I have written a number of blogs about the deficiencies of the NERC CIPs and that most utilities are playing games with compliance. I continue to insist, as do many others, that compliance does not automatically equal increased security, while proven increased security should equal compliance (or there is something wrong with the compliance process). There are very few utilities, possibly only a handful, who are actually trying to secure their systems, not just play a compliance game. Consequently, this blog is not a blanket indictment of an entire industry – but pretty close. The bottom line is the infamous “million dollars per day” fine is meant to punish those facilities that can impact the reliability of the bulk electric grid. Those utilities playing games with NERC CIP-002 (which unfortunately are most of the utilities in this country) in order not to secure their facilities should be fined the million dollars per day per facility as they can affect the reliability of the bulk electric grid. The problem is real as industry has experienced numerous power plant cyber incidents as well as several large cyber-related outages. This is serious business, and we shouldn’t be playing games. What about Wall Street? What about the insurance companies? Shouldn’t investors and actuaries be concerned about these utilities’ attitude to risk management? Ostrich behavior isn’t risk management.
Let’s talk specifics:
- The NERC CIP Drafting Team, and many utilities are still fighting removal of CIP-002 and its unconscionable exclusions.
- Some utilities are removing IP connections in order to be excluded from the NERC CIPs. Many utilities have received rate increases to improve grid reliability by installing those connections. Are the utilities refunding the money? State PUCs take note. Many states are cash strapped and could use the money if the utilities aren’t going to do what they said they would with the rate increase proceeds. Ironically, those same utilities are using IP connections for Smart Grid because the NERC CIPs exclude electric distribution. Something is wrong here.
- Some power plants are no longer providing Black Start capabilities in order not to be considered a NERC Critical Asset. This obviously impacts the reliability of the bulk electric grid and those plants should be fined a million dollars per day.

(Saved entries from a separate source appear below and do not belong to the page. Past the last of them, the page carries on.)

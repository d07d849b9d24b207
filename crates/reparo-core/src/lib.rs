//! # reparo-core: Pure Notification Logic for Reparo
//!
//! Domain records, phone-address normalization and message rendering for the
//! Reparo service-desk notifier. Nothing in this crate touches the network,
//! the database or the clock.
//!
//! ## Architecture Position
//! ```text
//! ┌─────────────────────────────────────────────────────────────────────────┐
//! │                        Reparo Notifier                                  │
//! │                                                                         │
//! │  ┌─────────────────────────────────────────────────────────────────┐   │
//! │  │                    apps/notifier (binary)                       │   │
//! │  └─────────────────────────────┬───────────────────────────────────┘   │
//! │                                │                                        │
//! │  ┌─────────────────────────────▼───────────────────────────────────┐   │
//! │  │        reparo-messaging (session, bridge, dispatcher)           │   │
//! │  └──────────────┬───────────────────────────────┬──────────────────┘   │
//! │                 │                               │                       │
//! │  ┌──────────────▼──────────────────┐  ┌─────────▼──────────────────┐   │
//! │  │    ★ reparo-core (THIS CRATE) ★  │  │  reparo-db (SQLite store)  │   │
//! │  │                                  │  └────────────────────────────┘   │
//! │  │  types   phone   notification    │                                   │
//! │  │  money   error                   │                                   │
//! │  └──────────────────────────────────┘                                   │
//! └─────────────────────────────────────────────────────────────────────────┘
//! ```
//!
//! ## Modules
//!
//! - [`types`] - Service tickets, customers, stores and notification events
//! - [`money`] - Whole-Rupiah amounts
//! - [`phone`] - Phone number to network address normalization
//! - [`notification`] - Message text for service events
//! - [`error`] - Validation errors
//!
//! ## Example Usage
//!
//! ```rust
//! use reparo_core::phone::normalize;
//!
//! let to = normalize("0812-3456-7890");
//! assert_eq!(to.as_str(), "6281234567890@s.whatsapp.net");
//! ```

// =============================================================================
// Module Declarations
// =============================================================================

pub mod error;
pub mod money;
pub mod notification;
pub mod phone;
pub mod types;

// =============================================================================
// Re-exports for Convenience
// =============================================================================

pub use error::ValidationError;
pub use money::Rupiah;
pub use notification::NotificationComposer;
pub use phone::Address;
pub use types::*;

- Some utilities are reclassifying their control centers as control rooms in order not to be considered a NERC Critical Asset. This obviously impacts the reliability of the bulk electric grid and those utilities should be fined a million dollars per day.
- Some utilities have refused to classify their very large power plants as NERC Critical Assets. In at least one case that I specifically am aware, this plant is so big it exceeds the minimum reserves for an entire interconnect. This places large swaths of the US at risk for outages. As an aside, if they don’t consider their largest power plant a NERC Critical Asset, do you think they consider any of their other power plants NERC Critical Assets? This utility should face a million dollar a day fine for each unit as well as other possible penalties. I am sure that is not the only utility playing this game with their power plants. For example, I know of another plant from another utility whose single unit is significantly bigger than any single nuclear unit and it is not a NERC Critical Asset. NERC’s Michael Assante identified this inappropriate industry behavior with respect to NERC Critical Asset identification in his April 7th 2009 letter to industry, and, frankly, not much has changed.
I have also been concerned about the technical appropriateness of the NERC CIPs with respect to control systems, specifically CIP-005 and CIP-007. The concern has been that applying these IT-type standards to control systems actually could impact their reliability. There have been numerous cases where penetration testing has impacted legacy field devices. I have found my first documented case affecting non-legacy field devices. This case is from the January-June 2009 NERC Disturbance Reports: “A disturbance resulted in the loss of the utilities Energy Management System functions, including SCADA, AGC, Network Applications and ICCP. The utilities Power System Operators notified the RC and affected entities upon loss of the EMS and when EMS functionality was restored. The disturbance was caused by the implementation of a device locking security tool. The tool caused select hard drives to become unavailable resulting in the loss of the above functionality. The tool was being implemented in response to the Critical Infrastructure Protection (CIP) standards. The disturbance remediation consisted of uninstalling the device locking tool and restarting the impacted systems. To prevent the recurrence of this incident in the future, comprehensive testing will be performed to insure that tool operating characteristics are in accordance with expectations.” There are many questions that arise:
- If testing wasn’t done before the tool was installed, isn’t that a violation?
- How many other utilities are using this tool? How many haven’t tested it before installing it?
- What caused the hard drives to become unavailable?
- What other commercial tools could cause this same problem?
- Can this tool cause a similar problem in Smart Grid applications?
- Can this tool cause a similar problem in nuclear plant applications?
This is the reason I do not allow vendors to present at the ACS Conference unless I know the technology they will be touting has been successfully tested in a control system environment.